A. terminal ill and ileocaecal
(B) Small bowel
(C) Colonic/Crohn’s colitis
(D) Gastroduodenal
(E) Peri-anal (around the anus).
Fissures – tears/splits in the lining of the anal canal causing pain/bleeding
Skin tags - small fleshy growths around the anus
Haemorrhoids/piles – small blood vessels in or around the anus and rectum which may bleed.
Abscesses – swollen/painful collections of pus in the area around the anus. Can cause fever or lead to a fistula.
Fistulas – narrow tunnels between the gut and the skin or another organ.
(F) Oral Crohn’s disease
what is the treatment goal for IBD
Reduce symptoms
Control flare-ups and achieve remission
Maintain remission
Many drugs are taken for many years (e.g. mesalazine/azathioprine); others are taken for short periods (e.g. steroids).
what is the main drug treatment of IBD and what drugs are used?
The main aim of drug treatment is to reduce inflammation.
The main types of drugs are:
Aminosalicylates (5-ASAs)
Corticosteroids
Immunosuppressants
(thiopurines, methotrexate, biologic agents)
describe the use of Aminosalicylic acids (5-ASA)
Licensed to treat UC and Crohn’s colitis (not for ileal Crohn’s).
Reduces inflammation in the lining of the intestine, allowing damaged tissue to heal.
Treatment of mild to moderate acute attacks and to maintain remission (higher doses used in acute flares).
Examples include mesalazine, olsalazine, sulphalazine and balsalazide.
The mechanism of action of mesalazine is not yet fully understood. Thought to be a more local effect on the inflamed intestinal tissue rather than a systemic effect.
what are brand names of the drug Aminosalicylic acids (5-ASA) sold as and their release like?
Asacol®, Octasa®, Salofalk®: Enteric coated so dissolve at a certain pH in the gut. They begin to release the drug at last part of small bowel and the beginning of the colon.
Pentasa®: Coated micro-granules enter the duodenem and the drug is continuously released throughout the GIT in any pH condition.
Mezavant®: Releases the drug as they pass through the large intestine
Aminosalicylates are chemically related to aspirin so should be avoided in patients with salicylate hypersensitivity
what are monitoring requirement of Aminosalicylic acids (5-ASA)

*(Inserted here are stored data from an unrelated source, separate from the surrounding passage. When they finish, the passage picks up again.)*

//! Simulator API on top of the RPC engine.
//!
//! Every method issues its command synchronously and hands back a future
//! for the result, so the order in which commands reach the channel is
//! the order in which the methods were called.

use std::future::Future;
use std::rc::Rc;

use futures_lite::future::try_zip;
use log::debug;
use serde_json::{Value, json};

use crate::base64;
use crate::error::{ClientError, Result};
use crate::rpc::engine::RpcEngine;
use crate::rpc::pause_point::{PauseCondition, PausePoint};
use crate::rpc::pending::PendingCommand;
use crate::rpc::transport::Transport;

use super::commands::{
    CONTROL_SET, ControlSetParams, FILE_DOWNLOAD, FILE_UPLOAD, FRAMEBUFFER_READ, FileContent,
    PAUSE_POINT_ADD, PAUSE_POINT_REMOVE, PIN_READ, PinReadParams, ResumeParams, SERIAL_MONITOR_LISTEN,
    SERIAL_MONITOR_WRITE, SIM_PAUSE, SIM_RESTART, SIM_RESUME, SIM_START, SIM_STATUS, SimStartParams,
};

fn to_params(value: &impl serde::Serialize) -> Value {
    serde_json::to_value(value).unwrap_or(Value::Null)
}

impl<T: Transport> RpcEngine<T> {
    // ── File transfer ────────────────────────────────────────

    /// Store a file in the simulator.  Binary content travels base64-encoded.
    pub fn file_upload(&self, name: &str, content: impl Into<FileContent>) -> PendingCommand {
        let params = match content.into() {
            FileContent::Text(text) => json!({"name": name, "text": text}),
            FileContent::Binary(bytes) => json!({"name": name, "binary": base64::encode(&bytes)}),
        };
        self.send_command(FILE_UPLOAD, params)
    }

    /// Fetch a file from the simulator.
    pub fn file_download(&self, name: &str) -> impl Future<Output = Result<FileContent>> {
        let reply = self.send_command(FILE_DOWNLOAD, json!({"name": name}));
        async move { decode_file(&reply.await?) }
    }

    // ── Simulation control ───────────────────────────────────

    /// Start the simulation.  Run state flips before the acknowledgment
    /// (to Running, unless a paused start was requested).
    pub fn sim_start(&self, params: &SimStartParams) -> PendingCommand {
        self.shared.set_running(!params.pause);
        self.send_command(SIM_START, to_params(params))
    }

    pub fn sim_pause(&self) -> PendingCommand {
        self.send_command(SIM_PAUSE, Value::Null)
    }

    /// Resume simulated time, optionally pausing again after `pause_after`
    /// nanoseconds.  Run state becomes Running before the acknowledgment.
    pub fn sim_resume(&self, pause_after: Option<u64>) -> PendingCommand {
        self.shared.set_running(true);
        self.send_command(SIM_RESUME, to_params(&ResumeParams { pause_after }))
    }

    /// Restart the loaded firmware; `pause` leaves it stopped at time zero.
    pub fn sim_restart(&self, pause: bool) -> PendingCommand {
        self.send_command(SIM_RESTART, json!({"pause": pause}))
    }

    pub fn sim_status(&self) -> PendingCommand {
        self.send_command(SIM_STATUS, Value::Null)
    }

    // ── Serial monitor ───────────────────────────────────────

    /// Ask the simulator to emit `serial-monitor:data` events.
    pub fn serial_monitor_listen(&self) -> PendingCommand {
        self.send_command(SERIAL_MONITOR_LISTEN, Value::Null)
    }

    pub fn serial_monitor_write(&self, bytes: impl AsRef<[u8]>) -> PendingCommand {
        self.send_command(SERIAL_MONITOR_WRITE, json!({"bytes": bytes.as_ref()}))
    }

    // ── Peripherals ──────────────────────────────────────────

    pub fn framebuffer_read(&self, part_id: &str) -> PendingCommand {
        self.send_command(FRAMEBUFFER_READ, json!({"id": part_id}))
    }

    pub fn control_set(&self, part_id: &str, control: &str, value: f64) -> PendingCommand {
        let params = ControlSetParams {
            part: part_id,
            control,
            value,
        };
        self.send_command(CONTROL_SET, to_params(&params))
    }

    pub fn pin_read(&self, part_id: &str, pin: &str) -> PendingCommand {
        let params = PinReadParams { part: part_id, pin };
        self.send_command(PIN_READ, to_params(&params))
    }

    // ── Pause points ─────────────────────────────────────────

    /// Register a pause point and ask the simulator to honour it.
    ///
    /// With `auto_resume`, a stopped simulation is resumed in the same
    /// breath: the resume is issued without waiting for the add, and run
    /// state flips to Running at once.  The point is registered before
    /// anything is sent, so a pause racing ahead of the acknowledgments
    /// still fulfils it.  If the transport refuses the add, no resume is
    /// sent.
    pub fn add_pause_point(
        &self,
        condition: PauseCondition,
        auto_resume: bool,
    ) -> impl Future<Output = Result<PausePoint>> {
        let id = self.shared.next_pause_point_id(condition.kind());
        let params = condition.add_params(&id);
        let point = PausePoint::new(id, condition);
        self.shared.register_pause_point(point.clone());

        let add = self.send_command(PAUSE_POINT_ADD, params);
        // A refused add has already settled; resuming would run unguarded.
        let resume = (auto_resume && add.id().is_some() && !self.shared.is_running())
            .then(|| self.sim_resume(None));
        let shared = Rc::downgrade(&self.shared);

        async move {
            let acked = match resume {
                Some(resume) => try_zip(add, resume).await.map(|_| ()),
                None => add.await.map(|_| ()),
            };
            if let Err(e) = acked {
                debug!("RPC: pause point {} not armed: {}", point.id(), e);
                if let Some(shared) = shared.upgrade() {
                    shared.unregister_pause_point(point.id());
                }
                return Err(e);
            }
            Ok(point)
        }
    }

    /// Forget a pause point.  Returns `false`, without sending anything,
    /// if the id is not registered (never added, already fired, or
    /// already removed).
    pub async fn remove_pause_point(&self, id: &str) -> Result<bool> {
        if !self.shared.unregister_pause_point(id) {
            return Ok(false);
        }
        self.send_command(PAUSE_POINT_REMOVE, json!({"id": id}))
            .await?;
        Ok(true)
    }

    // ── Convenience waits ────────────────────────────────────

    /// Wait until simulated time reaches `nanos`.  Does not resume.
    pub async fn at_nanos(&self, nanos: u64) -> Result<Value> {
        let point = self
            .add_pause_point(PauseCondition::TimeAbsolute { nanos }, false)
            .await?;
        Ok(point.wait().await)
    }

    /// Let the simulation run for `nanos` of simulated time.
    pub async fn delay(&self, nanos: u64) -> Result<Value> {
        let point = self
            .add_pause_point(PauseCondition::TimeRelative { nanos }, true)
            .await?;
        Ok(point.wait().await)
    }

    /// Let the simulation run until its serial output contains `pattern`.
    pub async fn wait_for_serial_bytes(&self, pattern: impl AsRef<[u8]>) -> Result<Value> {
        let condition = PauseCondition::SerialBytes {
            bytes: pattern.as_ref().to_vec(),
        };
        let point = self.add_pause_point(condition, true).await?;
        Ok(point.wait().await)
    }
}

/// Decode a `file:download` result: `text` wins over `binary`.
fn decode_file(result: &Value) -> Result<FileContent> {
    if let Some(text) = result.get("text").and_then(Value::as_str) {
        return Ok(FileContent::Text(text.to_owned()));
    }
    if let Some(encoded) = result.get("binary").and_then(Value::as_str) {
        return base64::decode(encoded)
            .map(FileContent::Binary)
            .map_err(|e| ClientError::Validation(format!("invalid file download payload: {e}")));
    }
    Err(ClientError::Validation("Invalid file download response".into()))
}
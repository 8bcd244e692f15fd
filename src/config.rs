//! Client configuration parameters
//!
//! All tunable parameters of one engine instance.  Embedders usually take
//! the defaults; the struct is serde-enabled so it can be loaded from a
//! JSON settings blob.

use serde::{Deserialize, Serialize};

/// Wire protocol version this client speaks.
pub const PROTOCOL_VERSION: u32 = 1;

/// Core client configuration
#[derive(Debug, Clone, PartialEq, Serialize, Deserialize)]
#[serde(default)]
pub struct ClientConfig {
    // --- Protocol ---
    /// Version expected in the remote's `hello` message
    pub protocol_version: u32,
    /// Prefix of generated pause-point ids (`pp` gives `pp0_time-relative`)
    pub pause_point_prefix: String,

    // --- Diagnostics ---
    /// Remote endpoint label used in connection-loss reports
    pub server: Option<String>,

    // --- Failure policy ---
    /// Reject every outstanding command when the channel closes unexpectedly
    pub reject_pending_on_close: bool,

    // --- Stream transport ---
    /// Largest accepted frame payload in bytes
    pub max_frame_size: usize,
    /// Idle poll interval of the stream reader (milliseconds)
    pub read_poll_interval_ms: u32,
}

impl Default for ClientConfig {
    fn default() -> Self {
        Self {
            protocol_version: PROTOCOL_VERSION,
            pause_point_prefix: "pp".into(),
            server: None,
            reject_pending_on_close: false,
            max_frame_size: 1024 * 1024, // 1 MiB
            read_poll_interval_ms: 1,
        }
    }
}

impl ClientConfig {
    /// Parse a JSON settings blob; missing fields take their defaults.
    pub fn from_json(text: &str) -> Result<Self, ConfigError> {
        let config: Self =
            serde_json::from_str(text).map_err(|e| ConfigError::Parse(e.to_string()))?;
        config.validate()?;
        Ok(config)
    }

    /// Reject values the engine cannot operate with.
    pub fn validate(&self) -> Result<(), ConfigError> {
        if self.pause_point_prefix.contains('_') {
            return Err(ConfigError::ValidationFailed(
                "pause_point_prefix must not contain '_'",
            ));
        }
        if self.max_frame_size == 0 {
            return Err(ConfigError::ValidationFailed("max_frame_size must be > 0"));
        }
        if self.max_frame_size > u32::MAX as usize {
            return Err(ConfigError::ValidationFailed(
                "max_frame_size must fit the 32-bit length prefix",
            ));
        }
        if self.read_poll_interval_ms == 0 {
            return Err(ConfigError::ValidationFailed(
                "read_poll_interval_ms must be > 0",
            ));
        }
        Ok(())
    }

    /// Label for the remote side in diagnostics.
    pub fn target(&self) -> &str {
        self.server.as_deref().unwrap_or("transport")
    }
}

/// Errors from loading a [`ClientConfig`].
#[derive(Debug, Clone, PartialEq, Eq)]
pub enum ConfigError {
    /// The settings blob is not valid JSON for this struct.
    Parse(String),
    /// A field failed range validation.
    ValidationFailed(&'static str),
}

impl core::fmt::Display for ConfigError {
    fn fmt(&self, f: &mut core::fmt::Formatter<'_>) -> core::fmt::Result {
        match self {
            Self::Parse(msg) => write!(f, "config parse failed: {}", msg),
            Self::ValidationFailed(msg) => write!(f, "validation failed: {}", msg),
        }
    }
}

impl std::error::Error for ConfigError {}
//! Integration tests for the concrete transports driving a real engine.

use std::cell::RefCell;
use std::io::{Read as _, Write as _};
use std::net::{TcpListener, TcpStream};
use std::rc::Rc;
use std::time::Duration;

use futures_lite::future::block_on;
use serde_json::{Value, json};
use simlink::adapters::port_transport::{RemotePort, port_channel};
use simlink::adapters::stream_transport::{ReadOutcome, StreamTransport, TcpLink};
use simlink::rpc::codec::{decode_message, encode_frame, encode_message};
use simlink::rpc::message::{ChannelMessage, EventMessage, HelloMessage, PAUSE_EVENT, ResponseMessage};
use simlink::{ClientConfig, ClientError, PauseCondition, RpcEngine};

fn error_log<T: simlink::Transport>(engine: &RpcEngine<T>) -> Rc<RefCell<Vec<String>>> {
    let log = Rc::new(RefCell::new(Vec::new()));
    let sink = Rc::clone(&log);
    engine.set_on_error(move |e| sink.borrow_mut().push(e.message.clone()));
    log
}

// ── Message port ──────────────────────────────────────────────

#[test]
fn port_round_trip_with_pump() {
    let (transport, remote) = port_channel();
    let driver = transport.driver();
    let engine = RpcEngine::with_defaults(transport);
    block_on(engine.connected()).unwrap();

    let status = engine.sim_status();
    let Some(ChannelMessage::Command(command)) = remote.try_recv() else {
        panic!("command not forwarded");
    };
    assert_eq!(command.command, "sim:status");

    remote
        .post(ResponseMessage {
            id: command.id,
            error: false,
            result: json!({"running": true}),
        })
        .unwrap();
    assert_eq!(driver.pump(), 1);
    assert_eq!(block_on(status), Ok(json!({"running": true})));
}

#[test]
fn port_close_from_remote_is_reported() {
    let config = ClientConfig {
        server: Some("sim-frame".into()),
        ..ClientConfig::default()
    };
    let (transport, remote) = port_channel();
    let driver = transport.driver();
    let engine = RpcEngine::new(transport, config);
    let log = error_log(&engine);

    remote.close(1001, "frame unloaded");
    driver.pump();
    assert_eq!(
        *log.borrow(),
        ["Connection to sim-frame closed unexpectedly: code 1001 (frame unloaded)"]
    );
    assert_eq!(block_on(engine.sim_status()), Err(ClientError::Closed));
}

#[test]
fn port_close_from_client_is_silent() {
    let (transport, remote) = port_channel();
    let driver = transport.driver();
    let engine = RpcEngine::with_defaults(transport);
    let log = error_log(&engine);

    engine.close();
    driver.pump();
    assert!(log.borrow().is_empty());
    assert!(remote.try_recv().is_none());
}

#[test]
fn port_failure_is_reported_through_on_error() {
    let (transport, remote) = port_channel();
    let driver = transport.driver();
    let engine = RpcEngine::with_defaults(transport);
    let log = error_log(&engine);

    remote.fail("frame crashed").unwrap();
    driver.pump();
    assert_eq!(log.borrow().len(), 1);
    assert!(log.borrow()[0].contains("frame crashed"));
}

/// Simulator that acknowledges everything and fires each pause point as
/// soon as the simulation is resumed.
async fn echo_simulator(port: RemotePort) {
    port.post(HelloMessage { protocol_version: 1 }).unwrap();
    let mut points: Vec<String> = Vec::new();
    loop {
        let ChannelMessage::Command(command) = port.recv().await else {
            continue;
        };
        if command.command == "pause-point:add" {
            points.push(command.params["id"].as_str().unwrap_or_default().to_owned());
        }
        let resumed = command.command == "sim:resume";
        port.post(ResponseMessage {
            id: command.id,
            error: false,
            result: Value::Null,
        })
        .unwrap();
        if resumed {
            for id in points.drain(..) {
                port.post(EventMessage {
                    event: PAUSE_EVENT.into(),
                    payload: json!({"pausePoint": id, "pausePointInfo": {"nanos": 1_000}}),
                    nanos: 1_000,
                })
                .unwrap();
            }
        }
    }
}

#[test]
fn executor_drives_delay_over_port() {
    let (transport, remote) = port_channel();
    let driver = transport.driver();
    let engine = RpcEngine::with_defaults(transport);

    let executor: edge_executor::LocalExecutor<'_, 8> = edge_executor::LocalExecutor::new();
    executor.spawn(driver.run()).detach();
    executor.spawn(echo_simulator(remote)).detach();

    let info = block_on(executor.run(async {
        engine.connected().await?;
        engine.delay(1_000).await
    }));
    assert_eq!(info, Ok(json!({"nanos": 1_000})));
    assert_eq!(engine.remote_version(), Some(1));
    assert!(!engine.running());
    assert_eq!(engine.last_nanos(), 1_000);
}

// ── Byte stream over TCP ──────────────────────────────────────

fn read_frame(peer: &mut TcpStream) -> ChannelMessage {
    let mut header = [0u8; 4];
    peer.read_exact(&mut header).unwrap();
    let mut payload = vec![0u8; u32::from_le_bytes(header) as usize];
    peer.read_exact(&mut payload).unwrap();
    decode_message(&payload).unwrap()
}

fn write_frame(peer: &mut TcpStream, message: &ChannelMessage) {
    let text = encode_message(message).unwrap();
    peer.write_all(&encode_frame(text.as_bytes(), 1024).unwrap()).unwrap();
}

fn poll_until<L: simlink::adapters::stream_transport::ByteLink>(
    reader: &simlink::adapters::stream_transport::StreamReader<L>,
    mut done: impl FnMut(ReadOutcome) -> bool,
) {
    for _ in 0..200 {
        if done(reader.poll()) {
            return;
        }
        std::thread::sleep(Duration::from_millis(5));
    }
    panic!("reader never reached the expected state");
}

#[test]
fn stream_transport_over_tcp() {
    let listener = TcpListener::bind("127.0.0.1:0").unwrap();
    let config = ClientConfig::default();
    let link = TcpLink::connect(listener.local_addr().unwrap()).unwrap();
    let (mut peer, _) = listener.accept().unwrap();

    let transport = StreamTransport::new(link, &config);
    let reader = transport.reader();
    let engine = RpcEngine::new(transport, config);
    let log = error_log(&engine);
    block_on(engine.connected()).unwrap();

    let add = engine.add_pause_point(PauseCondition::TimeAbsolute { nanos: 77 }, false);
    let ChannelMessage::Command(command) = read_frame(&mut peer) else {
        panic!("expected a command");
    };
    assert_eq!(command.command, "pause-point:add");

    write_frame(
        &mut peer,
        &ChannelMessage::Response(ResponseMessage {
            id: command.id,
            error: false,
            result: Value::Null,
        }),
    );
    write_frame(
        &mut peer,
        &ChannelMessage::Event(EventMessage {
            event: PAUSE_EVENT.into(),
            payload: json!({"pausePoint": "pp0_time-absolute", "pausePointInfo": {"nanos": 77}}),
            nanos: 77,
        }),
    );
    poll_until(&reader, |_| engine.pause_point_count() == 0);

    let point = block_on(add).unwrap();
    assert_eq!(block_on(point.wait()), json!({"nanos": 77}));
    assert_eq!(engine.last_nanos(), 77);

    drop(peer);
    poll_until(&reader, |o| o == ReadOutcome::Finished);
    assert_eq!(
        *log.borrow(),
        ["Connection to transport closed unexpectedly: code 1006 (link closed)"]
    );
}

Orally: tablet/capsule/granule.
Topically: suppository, liquid or foam enema.
“Top and tail” approach when a patient is flaring.
Renal function before starting, 3 months after starting then annually.
Potential side effects: Nausea, vomiting, diarrhoea, headache.
See GP if unexplained bruising/bleeding, skin rash, sore throat, fever, purpura (may indicate bleeding disorder).
describe the use of immunosuppressants
Licensed for moderate to severe disease.
“Weaken” immune system to stop it attacking the gut thereby reduce inflammation but increase risk of infections/cancers.
Patients should not take immunosuppressants if they are unwell/on antibiotics
Try to avoid close contact with people with infections. Greater risk of becoming seriously ill from chickenpox, shingles, measles, coronavirus etc.
Examples in IBD include corticosteroids, thiopurines, methotrexate and biologic medicines.
Can take months to work to full effect-may need to “bridge” with steroids if symptomatic.